Fairtradetown - ein Projekt für Herbede!
Noch in diesem Jahr können sich deutsche Städte und Kommunen erstmals um den Titel Fairtrade-Town bewerben. Dazu müssen sie nachweisen, dass in ihrer Stadt fair gehandelt und konsumiert wird.
In
Großbritannien können sich schon
hunderte Kommunen mit dieser Auszeichnung schmücken. Dort wurde auch im Jahr 2000 das Städtchen Garstang zur weltweit ersten „Fairtrade-Town“ ernannt. Seit dem ist die Zahl der „fairen“ Städte allein auf der Insel auf über 300 gestiegen, weitere 200 britische Städte arbeiten momentan auf die Auszeichnung hin. Das berichtet die deutsche Fair-Handels-Organisation TransFair e.V. in ihrem April-Newsletter. Die Kampagne hat auch international weite Kreise gezogen. Mittlerweile werden demnach bereits in 17 europäischen Ländern, in Nordamerika und Australien Jahr für Jahr „Fairtrade-Towns“ ausgezeichnet.

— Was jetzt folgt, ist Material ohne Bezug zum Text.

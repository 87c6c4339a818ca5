//! Metadata file - persists where every committed named page lives.
//!
//! # Layout (little-endian)
//! ```text
//! Offset  Size  Field
//! ------  ----  -----
//! 0       8     magic "SLABMETA"
//! 8       4     version (1)
//! 12      4     number of sets
//!         ...   per set:
//!               4 + n  database name (length-prefixed UTF-8)
//!               4 + n  set name (length-prefixed UTF-8)
//!               8      end of file
//!               8      number of pages
//!               24 × p (index, offset, length) triples
//! end-4   4     CRC32 of everything before it
//! ```

use std::fs;
use std::path::Path;

use tracing::debug;

use crate::common::{is_valid_name, Error, Result, SetId};

const MAGIC: &[u8; 8] = b"SLABMETA";
const VERSION: u32 = 1;
const CHECKSUM_SIZE: usize = 4;

/// Where one committed page of a set lives.
#[derive(Debug, Clone, Copy, PartialEq, Eq)]
pub struct PageLocation {
    pub index: u64,
    pub offset: u64,
    pub len: u64,
}

/// Everything persisted about one set.
#[derive(Debug, Clone, PartialEq, Eq)]
pub struct SetMetadata {
    pub set: SetId,
    pub end_of_file: u64,
    pub pages: Vec<PageLocation>,
}

/// The whole metadata file.
#[derive(Debug, Clone, Default, PartialEq, Eq)]
pub struct Metadata {
    pub sets: Vec<SetMetadata>,
}

impl Metadata {
    /// Serialize, including the trailing checksum.
    pub fn encode(&self) -> Vec<u8> {
        let mut out = Vec::new();
        out.extend_from_slice(MAGIC);
        out.extend_from_slice(&VERSION.to_le_bytes());
        out.extend_from_slice(&(self.sets.len() as u32).to_le_bytes());

        for set in &self.sets {
            put_str(&mut out, set.set.database());
            put_str(&mut out, set.set.set());
            out.extend_from_slice(&set.end_of_file.to_le_bytes());
            out.extend_from_slice(&(set.pages.len() as u64).to_le_bytes());
            for page in &set.pages {
                out.extend_from_slice(&page.index.to_le_bytes());
                out.extend_from_slice(&page.offset.to_le_bytes());
                out.extend_from_slice(&page.len.to_le_bytes());
            }
        }

        let checksum = crc32fast::hash(&out);
        out.extend_from_slice(&checksum.to_le_bytes());
        out
    }

    /// Parse bytes produced by [`Metadata::encode`].
    ///
    /// The error is a human-readable reason; callers attach the path.
    pub fn decode(data: &[u8]) -> std::result::Result<Self, String> {
        if data.len() < MAGIC.len() + 8 + CHECKSUM_SIZE {
            return Err(format!("file too short ({} bytes)", data.len()));
        }

        let (body, trailer) = data.split_at(data.len() - CHECKSUM_SIZE);
        let stored = u32::from_le_bytes([trailer[0], trailer[1], trailer[2], trailer[3]]);
        if crc32fast::hash(body) != stored {
            return Err("checksum mismatch".into());
        }

        let mut reader = Reader { buf: body, pos: 0 };
        if reader.take(MAGIC.len())? != MAGIC {
            return Err("bad magic".into());
        }
        let version = reader.u32()?;
        if version != VERSION {
            return Err(format!("unsupported version {}", version));
        }

        let num_sets = reader.u32()?;
        let mut sets = Vec::with_capacity(num_sets as usize);
        for _ in 0..num_sets {
            let database = reader.name()?;
            let set = reader.name()?;
            let end_of_file = reader.u64()?;
            let num_pages = reader.u64()?;

            let mut pages = Vec::new();
            for _ in 0..num_pages {
                pages.push(PageLocation {
                    index: reader.u64()?,
                    offset: reader.u64()?,
                    len: reader.u64()?,
                });
            }

            sets.push(SetMetadata {
                set: SetId::new(&database, &set),
                end_of_file,
                pages,
            });
        }

        if reader.pos != body.len() {
            return Err(format!("{} trailing bytes", body.len() - reader.pos));
        }

        Ok(Self { sets })
    }

    /// Load the metadata file at `path`, or `None` if it does not exist.
    pub fn load(path: &Path) -> Result<Option<Self>> {
        if !path.exists() {
            return Ok(None);
        }
        let data = fs::read(path)?;
        let metadata = Self::decode(&data).map_err(|reason| Error::CorruptMetadata {
            path: path.to_path_buf(),
            reason,
        })?;
        debug!(path = %path.display(), sets = metadata.sets.len(), "metadata.load");
        Ok(Some(metadata))
    }

    /// Write the metadata file atomically (temp file + rename).
    pub fn store(&self, path: &Path) -> Result<()> {
        if let Some(parent) = path.parent() {
            fs::create_dir_all(parent)?;
        }
        let tmp = path.with_extension("tmp");
        fs::write(&tmp, self.encode())?;
        fs::File::open(&tmp)?.sync_all()?;
        fs::rename(&tmp, path)?;
        debug!(path = %path.display(), sets = self.sets.len(), "metadata.store");
        Ok(())
    }
}

fn put_str(out: &mut Vec<u8>, s: &str) {
    out.extend_from_slice(&(s.len() as u32).to_le_bytes());
    out.extend_from_slice(s.as_bytes());
}

struct Reader<'a> {
    buf: &'a [u8],
    pos: usize,
}

impl<'a> Reader<'a> {
    fn take(&mut self, n: usize) -> std::result::Result<&'a [u8], String> {
        let end = self
            .pos
            .checked_add(n)
            .filter(|&end| end <= self.buf.len())
            .ok_or_else(|| format!("truncated at byte {}", self.pos))?;
        let slice = &self.buf[self.pos..end];
        self.pos = end;
        Ok(slice)
    }

    fn u32(&mut self) -> std::result::Result<u32, String> {
        let b = self.take(4)?;
        Ok(u32::from_le_bytes([b[0], b[1], b[2], b[3]]))
    }

    fn u64(&mut self) -> std::result::Result<u64, String> {
        let b = self.take(8)?;
        let mut bytes = [0u8; 8];
        bytes.copy_from_slice(b);
        Ok(u64::from_le_bytes(bytes))
    }

    fn name(&mut self) -> std::result::Result<String, String> {
        let len = self.u32()? as usize;
        let raw = self.take(len)?;
        let name = std::str::from_utf8(raw).map_err(|e| e.to_string())?;
        if !is_valid_name(name) {
            return Err(format!("malformed name {:?}", name));
        }
        Ok(name.to_string())
    }
}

Voraussetzung dafür ist die Erfüllung von fünf Kriterien: So müssen zum Beispiel fair gehandelte Produkte in öffentlichen Einrichtungen und in der Gastronomie verfügbar sein. Außerdem sollen die lokalen Einzelhändler mindesten zwei verschiedene Produkte aus Fairem Handel anbieten und die Kommunen dazu beitragen, den Fairen Handel durch öffentlichkeitswirksame Aktionen bekannter zu machen. Die ersten Fairtrade-Towns in Deutschland sollen diesem Herbst benannt werden. Nach dem Riesenerfolg der Kampagne weltweit hofft TransFair, dass sich auch in Deutschland viele Städte, Kommunen und Gemeinden für den Fairen Handel stark machen. Die Kriterien für Deutschland stehen noch nicht genau fest, aber Herbede ist auf jeden Fall bei den Antragstellern dabei.